### Required action
Whenever a line carries the word "operatorframework", pull it out of the entries.

______________________________

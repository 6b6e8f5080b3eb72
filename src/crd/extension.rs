//! Installed extension resources owned by operator-controller
//!
//! These are read only. Bundle metadata lives either in the helm release backing a
//! ClusterExtension or on its active ClusterExtensionRevision.

use kube::CustomResource;
use schemars::JsonSchema;
use serde::{Deserialize, Serialize};

/// Label on a revision naming the ClusterExtension it belongs to
pub const REVISION_OWNER_NAME_LABEL: &str = "olm.operatorframework.io/owner-name";

/// Annotation carrying the bundle name on a revision
pub const BUNDLE_NAME_ANNOTATION: &str = "olm.operatorframework.io/bundle-name";

/// Annotation carrying the bundle properties JSON array
pub const BUNDLE_PROPERTIES_ANNOTATION: &str = "olm.properties";

/// Lifecycle state of the revision currently serving an extension
pub const REVISION_STATE_ACTIVE: &str = "Active";

#[derive(CustomResource, Clone, Debug, Default, PartialEq, Deserialize, Serialize, JsonSchema)]
#[kube(
    group = "olm.operatorframework.io",
    version = "v1",
    kind = "ClusterExtension",
    plural = "clusterextensions",
    status = "ClusterExtensionStatus"
)]
#[serde(rename_all = "camelCase")]
pub struct ClusterExtensionSpec {
    /// Namespace the extension's content is installed into
    #[serde(default)]
    pub namespace: String,
}

#[derive(Clone, Debug, Default, PartialEq, Deserialize, Serialize, JsonSchema)]
#[serde(rename_all = "camelCase")]
pub struct ClusterExtensionStatus {
    #[serde(default, skip_serializing_if = "Option::is_none")]
    pub install: Option<ClusterExtensionInstallStatus>,
}

#[derive(Clone, Debug, Default, PartialEq, Deserialize, Serialize, JsonSchema)]
pub struct ClusterExtensionInstallStatus {
    pub bundle: BundleMetadata,
}

#[derive(Clone, Debug, Default, PartialEq, Deserialize, Serialize, JsonSchema)]
pub struct BundleMetadata {
    pub name: String,
    #[serde(default)]
    pub version: String,
}

#[derive(CustomResource, Clone, Debug, Default, PartialEq, Deserialize, Serialize, JsonSchema)]
#[kube(
    group = "olm.operatorframework.io",
    version = "v1alpha1",
    kind = "ClusterExtensionRevision",
    plural = "clusterextensionrevisions"
)]
#[serde(rename_all = "camelCase")]
pub struct ClusterExtensionRevisionSpec {
    /// Monotonic revision number within one extension
    #[serde(default)]
    pub revision: i64,
    /// "Active" or "Archived"
    #[serde(default)]
    pub lifecycle_state: String,
}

______________________________

### Solution below
pub const REVISION_OWNER_NAME_LABEL: &str = "olm.operatorframework.io/owner-name";
pub const BUNDLE_NAME_ANNOTATION: &str = "olm.operatorframework.io/bundle-name";
    group = "olm.operatorframework.io",
    group = "olm.operatorframework.io",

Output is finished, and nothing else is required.